Article from Australian Associated Press

Weddings 'largely recession proof'

August 25, 2009

The global economic crisis has barely dented the wedding expectations of love struck couples, with a study showing couples are still forking out almost $32,000 on their big day.

Romance has proven to be recession-proof with just a one per cent drop in the number of couples getting married this year, a survey of Australian couples has found.

Despite frugality being the trend in the current economic climate, couples are blowing an average $31,948 on their special day, business information company IBISWorld says.
The wedding splurge is only down slightly down on the $33,349 spent in 2008 and will recover in 2010, it says.

"IBIS World is forecasting the average wedding spend will rise next year to $33,010,'' IBISWorld general manager Robert Bryant said.

"The industry overall was worth $3.9bn in 2008, which will fall to $3.7bn this year before largely recovering in 2010 to produce revenue of $3.8bn.

"Basically, weddings are still big business.''

Although couples are willing to spend big on their wedding day, more extravagant extras may fall by the wayside.

Couples may downgrade their reception to a cocktail and canapes affair, or curb spending on flowers, cars, invitations and photographers, Mr Bryant said.

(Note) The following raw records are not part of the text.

pub mod cli;
pub mod freight;
pub mod github;
pub mod load_config;

pub use cli::{run, Cli, ExitStatus};
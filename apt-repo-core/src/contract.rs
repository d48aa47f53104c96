//! # contract: capability traits between the engine and the outside world
//!
//! The synchronisation engine never talks to GitHub, the network or the
//! repository tool directly. It goes through three traits:
//!
//! - [`ReleaseSource`]: enumerates projects and reports their latest release.
//! - [`Downloader`]: fetches release assets to disk or into memory.
//! - [`Publisher`]: adds one downloaded package to one target distribution.
//!
//! Each trait is annotated for `mockall`, so tests can script responses and
//! count calls. Mocks are exported under the `test-export-mocks` feature
//! (on by default) for use from integration tests in other crates.

use std::path::{Path, PathBuf};

use async_trait::async_trait;
use serde::{Deserialize, Serialize};

#[allow(unused_imports)]
use mockall::{automock, predicate::*};

use crate::error::{DownloadError, PublishError, SourceError};

/// A single downloadable file attached to a release.
#[derive(Debug, Clone, PartialEq, Eq, Serialize, Deserialize)]
pub struct Artifact {
    /// File name; doubles as the configuration match key.
    pub name: String,
    pub download_url: String,
    /// Content digest as published by the host, e.g. `sha256:ab12...`.
    #[serde(default)]
    pub digest: Option<String>,
}

impl Artifact {
    pub fn new(name: impl Into<String>, download_url: impl Into<String>) -> Self {
        Self {
            name: name.into(),
            download_url: download_url.into(),
            digest: None,
        }
    }
}

/// The latest release of one project.
#[derive(Debug, Clone, PartialEq, Eq, Serialize, Deserialize)]
pub struct ProjectRelease {
    pub project: String,
    /// Opaque release identity compared against the stored state.
    pub tag: String,
    pub assets: Vec<Artifact>,
}

/// One publish invocation: a downloaded file headed for one distribution.
#[derive(Debug, Clone, PartialEq, Eq)]
pub struct PublishRequest {
    pub artifact: String,
    pub path: PathBuf,
    pub target: String,
    pub pool: Option<String>,
}

/// What the repository tool reported on success.
#[derive(Debug, Clone, Default, PartialEq, Eq)]
pub struct PublishOutput {
    pub diagnostics: String,
}

/// Source of projects and their releases (a GitHub organisation in production).
#[cfg_attr(any(test, feature = "test-export-mocks"), automock)]
#[async_trait]
pub trait ReleaseSource: Send + Sync {
    /// Names of every project that may carry releases.
    async fn list_projects(&self) -> Result<Vec<String>, SourceError>;

    /// Latest release of `project`, or `None` when the project has none yet.
    async fn latest_release(&self, project: &str) -> Result<Option<ProjectRelease>, SourceError>;
}

/// Fetches release assets.
#[cfg_attr(any(test, feature = "test-export-mocks"), automock)]
#[async_trait]
pub trait Downloader: Send + Sync {
    /// Stream `artifact` into the file at `dest`. The parent directory exists.
    async fn download(&self, artifact: &Artifact, dest: &Path) -> Result<(), DownloadError>;

    /// Read a small text asset, such as a project config, into memory.
    async fn fetch_text(&self, artifact: &Artifact) -> Result<String, DownloadError>;
}

/// Adds a package file to a distribution of the managed repository.
///
/// Implementations must be idempotent from the repository's point of view:
/// a release that partially failed is republished in full on the next run.
#[cfg_attr(any(test, feature = "test-export-mocks"), automock)]
#[async_trait]
pub trait Publisher: Send + Sync {
    async fn publish(&self, request: &PublishRequest) -> Result<PublishOutput, PublishError>;
}
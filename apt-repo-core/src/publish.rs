//! Publishing a single artifact to every distribution it targets.
//!
//! [`ArtifactPublisher::publish`] downloads the artifact once into a fresh
//! per-invocation directory, then hands the file to the [`Publisher`] once
//! per target, all targets concurrently. A failing target does not cancel
//! the others; the artifact only counts as published when all of them
//! succeeded.

use std::path::{Path, PathBuf};

use futures::future::join_all;
use tracing::{debug, error, info, warn};
use uuid::Uuid;

use crate::config::{is_excluded, PublishOptions};
use crate::contract::{Artifact, Downloader, PublishRequest, Publisher};

pub struct ArtifactPublisher<'a, D, P> {
    downloader: &'a D,
    publisher: &'a P,
    work_dir: PathBuf,
}

impl<'a, D, P> ArtifactPublisher<'a, D, P>
where
    D: Downloader,
    P: Publisher,
{
    pub fn new(downloader: &'a D, publisher: &'a P, work_dir: impl Into<PathBuf>) -> Self {
        Self {
            downloader,
            publisher,
            work_dir: work_dir.into(),
        }
    }

    /// Download `artifact` and publish it to each of `options.targets`.
    ///
    /// Returns `true` only if the download and every target publish succeeded.
    pub async fn publish(&self, artifact: &Artifact, options: &PublishOptions) -> bool {
        if is_excluded(options) {
            warn!(artifact = %artifact.name, "Refusing to publish artifact without targets");
            return false;
        }

        let scratch = self.work_dir.join(Uuid::new_v4().to_string());
        if let Err(e) = tokio::fs::create_dir_all(&scratch).await {
            error!(artifact = %artifact.name, path = %scratch.display(), error = %e, "Failed to create work directory for {}", artifact.name);
            return false;
        }

        let path = scratch.join(file_name(&artifact.name));
        let published = match self.downloader.download(artifact, &path).await {
            Ok(()) => self.publish_targets(artifact, &path, options).await,
            Err(e) => {
                error!(artifact = %artifact.name, error = %e, "Download failed for {}", artifact.name);
                false
            }
        };

        if let Err(e) = tokio::fs::remove_dir_all(&scratch).await {
            warn!(path = %scratch.display(), error = %e, "Failed to clean up work directory");
        }
        published
    }

    async fn publish_targets(&self, artifact: &Artifact, path: &Path, options: &PublishOptions) -> bool {
        let requests: Vec<PublishRequest> = options
            .targets
            .iter()
            .map(|target| PublishRequest {
                artifact: artifact.name.clone(),
                path: path.to_path_buf(),
                target: target.clone(),
                pool: options.pool.clone(),
            })
            .collect();

        let outcomes = join_all(requests.iter().map(|request| async move {
            match self.publisher.publish(request).await {
                Ok(output) => {
                    info!(
                        artifact = %request.artifact,
                        target = %request.target,
                        pool = request.pool.as_deref().unwrap_or("default"),
                        "{}",
                        output.diagnostics.trim_end()
                    );
                    true
                }
                Err(e) => {
                    error!(
                        artifact = %request.artifact,
                        target = %request.target,
                        error = %e,
                        "Publishing {} to {} failed",
                        request.artifact,
                        request.target
                    );
                    false
                }
            }
        }))
        .await;

        let all_ok = outcomes.iter().all(|ok| *ok);
        debug!(
            artifact = %artifact.name,
            targets = outcomes.len(),
            failed = outcomes.iter().filter(|ok| !**ok).count(),
            "Finished publishing artifact"
        );
        all_ok
    }
}

/// Keep only the final path component of an asset name.
fn file_name(name: &str) -> &str {
    Path::new(name)
        .file_name()
        .and_then(|n| n.to_str())
        .unwrap_or("artifact")
}
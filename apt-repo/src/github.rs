#![doc = "GitHub release source: lists an organisation's repositories and reads their latest release."]
//
//! # GitHub integration (CLI <-> Core)
//!
//! Implements [`ReleaseSource`] from `apt-repo-core` against the GitHub REST
//! API. Every request carries the access token given on the command line.
//! The same [`reqwest::Client`] is handed to the core's `HttpDownloader`
//! so asset downloads are authenticated too.

use apt_repo_core::contract::{Artifact, ProjectRelease, ReleaseSource};
use apt_repo_core::error::SourceError;
use async_trait::async_trait;
use reqwest::header::{HeaderMap, HeaderValue, ACCEPT, AUTHORIZATION, USER_AGENT};
use reqwest::{Client, StatusCode};
use serde::de::DeserializeOwned;
use serde::Deserialize;

pub const DEFAULT_API_URL: &str = "https://api.github.com";
const PAGE_SIZE: usize = 100;

pub struct GitHubClient {
    http: Client,
    api_url: String,
    org: String,
}

#[derive(Debug, Deserialize)]
struct RepoJson {
    name: String,
}

#[derive(Debug, Deserialize)]
struct ReleaseJson {
    tag_name: String,
    #[serde(default)]
    name: Option<String>,
    #[serde(default)]
    assets: Vec<AssetJson>,
}

#[derive(Debug, Deserialize)]
struct AssetJson {
    name: String,
    browser_download_url: String,
    #[serde(default)]
    digest: Option<String>,
}

impl GitHubClient {
    pub fn new(api_url: &str, token: &str, org: &str) -> Result<Self, SourceError> {
        let mut headers = HeaderMap::new();
        let mut auth = HeaderValue::from_str(&format!("Bearer {token}"))
            .map_err(|_| SourceError::Other("access token contains invalid characters".into()))?;
        auth.set_sensitive(true);
        headers.insert(AUTHORIZATION, auth);
        headers.insert(USER_AGENT, HeaderValue::from_static("apt-repo"));
        headers.insert(ACCEPT, HeaderValue::from_static("application/vnd.github+json"));
        headers.insert(
            "x-github-api-version",
            HeaderValue::from_static("2022-11-28"),
        );

        let http = Client::builder()
            .default_headers(headers)
            .build()
            .map_err(|source| SourceError::Request {
                url: api_url.to_owned(),
                source,
            })?;

        tracing::info!(api_url, org, "Initialised GitHub client");
        Ok(Self {
            http,
            api_url: api_url.trim_end_matches('/').to_owned(),
            org: org.to_owned(),
        })
    }

    /// The underlying HTTP client, shared with the asset downloader.
    pub fn http(&self) -> &Client {
        &self.http
    }

    fn repos_url(&self, page: usize) -> String {
        format!(
            "{}/orgs/{}/repos?per_page={PAGE_SIZE}&page={page}",
            self.api_url, self.org
        )
    }

    fn latest_release_url(&self, project: &str) -> String {
        format!(
            "{}/repos/{}/{}/releases/latest",
            self.api_url, self.org, project
        )
    }

    /// GET `url` and decode JSON; `Ok(None)` on 404.
    async fn get_json<T: DeserializeOwned>(&self, url: &str) -> Result<Option<T>, SourceError> {
        let request_err = |source| SourceError::Request {
            url: url.to_owned(),
            source,
        };
        let response = self.http.get(url).send().await.map_err(request_err)?;
        let status = response.status();
        if status == StatusCode::NOT_FOUND {
            return Ok(None);
        }
        if !status.is_success() {
            tracing::error!(url, status = %status, "GitHub API returned error status");
            return Err(SourceError::Status {
                url: url.to_owned(),
                status: status.as_u16(),
            });
        }
        response.json::<T>().await.map(Some).map_err(request_err)
    }
}

fn into_release(project: &str, json: ReleaseJson) -> ProjectRelease {
    // State is keyed on the release title when there is one, as earlier
    // versions of the state file were.
    let tag = json
        .name
        .filter(|n| !n.trim().is_empty())
        .unwrap_or(json.tag_name);
    ProjectRelease {
        project: project.to_owned(),
        tag,
        assets: json
            .assets
            .into_iter()
            .map(|a| Artifact {
                name: a.name,
                download_url: a.browser_download_url,
                digest: a.digest,
            })
            .collect(),
    }
}

#[async_trait]
impl ReleaseSource for GitHubClient {
    async fn list_projects(&self) -> Result<Vec<String>, SourceError> {
        let mut projects = Vec::new();
        for page in 1.. {
            let url = self.repos_url(page);
            let repos: Vec<RepoJson> = self.get_json(&url).await?.ok_or_else(|| {
                SourceError::Other(format!("organisation {} not found", self.org))
            })?;
            let count = repos.len();
            projects.extend(repos.into_iter().map(|r| r.name));
            if count < PAGE_SIZE {
                break;
            }
        }
        tracing::info!(org = %self.org, projects = projects.len(), "Listed organisation repositories");
        Ok(projects)
    }

    async fn latest_release(&self, project: &str) -> Result<Option<ProjectRelease>, SourceError> {
        let url = self.latest_release_url(project);
        let release: Option<ReleaseJson> = self.get_json(&url).await?;
        Ok(release.map(|json| into_release(project, json)))
    }
}

#[cfg(test)]
mod tests {
    use super::*;

    const RELEASE: &str = r#"{
        "tag_name": "v1.0.0",
        "name": "Widget 1.0",
        "draft": false,
        "assets": [
            {
                "name": "widget_1.0_amd64.deb",
                "browser_download_url": "https://github.com/acme/widget/releases/download/v1.0.0/widget_1.0_amd64.deb",
                "digest": "sha256:ba7816bf8f01cfea414140de5dae2223b00361a396177a9cb410ff61f20015ad",
                "size": 1024
            },
            {
                "name": "pkg.conf",
                "browser_download_url": "https://github.com/acme/widget/releases/download/v1.0.0/pkg.conf"
            }
        ]
    }"#;

    #[test]
    fn release_json_maps_to_project_release() {
        let json: ReleaseJson = serde_json::from_str(RELEASE).unwrap();
        let release = into_release("widget", json);
        assert_eq!(release.project, "widget");
        assert_eq!(release.tag, "Widget 1.0");
        assert_eq!(release.assets.len(), 2);
        assert_eq!(release.assets[0].name, "widget_1.0_amd64.deb");
        assert!(release.assets[0].digest.is_some());
        assert_eq!(release.assets[1].digest, None);
    }

    #[test]
    fn untitled_release_falls_back_to_tag_name() {
        let json: ReleaseJson =
            serde_json::from_str(r#"{"tag_name": "v2", "name": "", "assets": []}"#).unwrap();
        assert_eq!(into_release("widget", json).tag, "v2");
        let json: ReleaseJson = serde_json::from_str(r#"{"tag_name": "v3"}"#).unwrap();
        assert_eq!(into_release("widget", json).tag, "v3");
    }

    #[test]
    fn urls_are_built_from_trimmed_base() {
        let client = GitHubClient::new("https://ghe.example/api/v3/", "t0ken", "acme").unwrap();
        assert_eq!(
            client.repos_url(2),
            "https://ghe.example/api/v3/orgs/acme/repos?per_page=100&page=2"
        );
        assert_eq!(
            client.latest_release_url("widget"),
            "https://ghe.example/api/v3/repos/acme/widget/releases/latest"
        );
    }

    #[test]
    fn token_with_newline_is_rejected() {
        assert!(GitHubClient::new(DEFAULT_API_URL, "bad\ntoken", "acme").is_err());
    }
}
//! Error types for apt-repo-core.

use std::path::PathBuf;

use thiserror::Error;

/// Errors from loading or writing configuration documents.
#[derive(Debug, Error)]
pub enum ConfigError {
    #[error("I/O error at {path}: {source}")]
    Io {
        path: PathBuf,
        #[source]
        source: std::io::Error,
    },

    #[error("invalid config {path}: {source}")]
    Parse {
        path: PathBuf,
        #[source]
        source: serde_json::Error,
    },

    #[error("invalid asset pattern {pattern:?}: {source}")]
    Pattern {
        pattern: String,
        #[source]
        source: regex::Error,
    },
}

/// Errors from reading or persisting the sync state file.
#[derive(Debug, Error)]
pub enum StateError {
    #[error("I/O error at {path}: {source}")]
    Io {
        path: PathBuf,
        #[source]
        source: std::io::Error,
    },

    #[error("state file {path} is not a JSON object of project to release: {source}")]
    Parse {
        path: PathBuf,
        #[source]
        source: serde_json::Error,
    },

    #[error("state JSON error: {0}")]
    Json(#[from] serde_json::Error),
}

/// Errors reported by a [`crate::contract::ReleaseSource`].
#[derive(Debug, Error)]
pub enum SourceError {
    #[error("request to {url} failed: {source}")]
    Request {
        url: String,
        #[source]
        source: reqwest::Error,
    },

    #[error("{url} returned HTTP {status}")]
    Status { url: String, status: u16 },

    #[error("{0}")]
    Other(String),
}

/// Errors raised while fetching an artifact.
#[derive(Debug, Error)]
pub enum DownloadError {
    #[error("request to {url} failed: {source}")]
    Request {
        url: String,
        #[source]
        source: reqwest::Error,
    },

    #[error("{url} returned HTTP {status}")]
    Status { url: String, status: u16 },

    #[error("I/O error at {path}: {source}")]
    Io {
        path: PathBuf,
        #[source]
        source: std::io::Error,
    },

    #[error("digest mismatch for {name}: expected {expected}, got {actual}")]
    DigestMismatch {
        name: String,
        expected: String,
        actual: String,
    },
}

/// Errors raised by a single publish invocation against one target.
#[derive(Debug, Error)]
pub enum PublishError {
    #[error("failed to launch {program} for target {target}: {source}")]
    Spawn {
        program: String,
        target: String,
        #[source]
        source: std::io::Error,
    },

    #[error("publish to {target} failed ({status}): {stderr}")]
    Failed {
        target: String,
        status: String,
        stderr: String,
    },

    #[error("publish to {target} timed out after {secs}s")]
    Timeout { target: String, secs: u64 },

    #[error("{0}")]
    Other(String),
}

/// Errors that abort a whole synchronisation run.
#[derive(Debug, Error)]
pub enum SyncError {
    #[error("listing projects failed: {0}")]
    ListProjects(#[source] SourceError),

    #[error("state error: {0}")]
    State(#[from] StateError),
}

/// Convenience constructor for [`DownloadError::Io`].
pub(crate) fn download_io(path: impl Into<PathBuf>, source: std::io::Error) -> DownloadError {
    DownloadError::Io {
        path: path.into(),
        source,
    }
}

/// Convenience constructor for [`StateError::Io`].
pub(crate) fn state_io(path: impl Into<PathBuf>, source: std::io::Error) -> StateError {
    StateError::Io {
        path: path.into(),
        source,
    }
}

"This might mean trading the horse and carriage and flock of live doves for a Commodore and confetti,'' he said

One thing that won't be compromised is a bride's dream wedding gown, although they may buy dresses off-the-rack rather than having them made-to-measure, Mr Bryant said.

With most weddings locked-in well in advance, IBISWorld predicts the number of ceremonies will fall two to three per cent next year.

"More and more couples are delaying their big day until the financial time is right,'' Mr Bryant said.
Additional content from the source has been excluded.